On his campaign’s website, the physician includes a video showing him preparing of raw cannabis, which doesn’t get you high. In the video, one of Dr. Courtney’s patients attests to the benefit she has received from his therapy.
“First, the federal policy on marijuana is a failed and costly policy. Prohibition on alcohol did not work in the 1920’s and it’s not working for marijuana now.
“The people of California voted in a majority vote to allow for the use of medical marijuana, and unfortunately the state has provided no leadership in this area including pushing back on the Feds with a State’s Rights assertion.
“More than 400 cities and towns and 58 counties in California are grappling with how to institute the state law without violating federal law and losing federal funding from a variety of programs. Supervisor Lovelace from Humboldt and I serve on the California State Association of Counties working group on this issue and have posted several papers and reports on the topic on the CSAC website.

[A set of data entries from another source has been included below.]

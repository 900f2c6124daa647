//! Shared types, error model, and configuration for ledgerflow.
//!
//! This crate is the foundation depended on by all other ledgerflow crates.
//! It provides:
//! - [`LedgerflowError`]: the unified error type and its [`ErrorKind`] taxonomy
//! - Domain types ([`LedgerRecord`], [`MetricsRecord`], [`Stage`], [`RunId`])
//! - Configuration ([`AppConfig`], [`PollPolicy`], config loading)

pub mod config;
pub mod error;
pub mod types;

// Re-export public API at crate root for ergonomic imports.
pub use config::{
    AppConfig, BatchConfig, CollaboratorsConfig, DriftMethod, DriverConfig, IngestConfig,
    LedgerConfig, MonitorConfig, ObjectsConfig, PollPolicy, config_dir, config_file_path,
    init_config, load_config, load_config_from, validate_config,
};
pub use error::{ErrorKind, ErrorPayload, LedgerflowError, Result, UnitFailure};
pub use types::{LedgerRecord, MetricsRecord, RunId, Stage, StageOutputs};
//! ledgerflow CLI: run pipeline stages, drive workflow executions and
//! inspect the ledger.

mod commands;
mod progress;

use clap::Parser;
use color_eyre::eyre::Result;

use commands::Cli;

#[tokio::main]
async fn main() -> Result<()> {
    color_eyre::install()?;
    let cli = Cli::parse();
    commands::init_tracing(&cli);
    commands::run(cli).await
}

“The solution seems obvious. Remove the prohibition. Allow the growth and sales of industrial hemp as well as marijuana. Tax it, regulate it, zone it, ensure the consumer safety of it. We don’t see people shooting each other on our public lands over illegal vineyards.
“In my clinical practice, I was far more concerned about a woman’s alcohol consumption where alcohol is associated with the devastating teratogenic effects of Fetal Alcohol Syndrome — the number one cause of preventable mental retardation in the United States.
“Last December, I coauthored a letter with Supervisor Kinsey from our Board of Supervisors to the President and the US Attorney General requesting they cease the heavy handed enforcement of legitimate dispensaries. I would rather they focus their energies on going after the illegal grows on our public lands, which are degrading the environment and polluting our waterways and causing a public health and safety crisis.”
Democrat Andy Caffrey wants “a big transition” that includes the federal government’s expanding the “social safety net.”
This would mean Medicare for all, making our public schools the best in the world, free college and trade schools, apprenticeship support, homeowner mortgage support, free public transportation and Social Security for all.
Caffrey suggests several ways to finance all this: ending “corporate personhood,” taxation of the “super rich,” reducing military spending, “ending the War on Drugs, and legalizing marijuana.”
As for the three other candidates in the District 2 race, Democrat Stacey Lawson could not be reached for a comment. I left a message with Democrat Banafsheh Akhlaghi and Republican Daniel Roberts, but neither of them responded.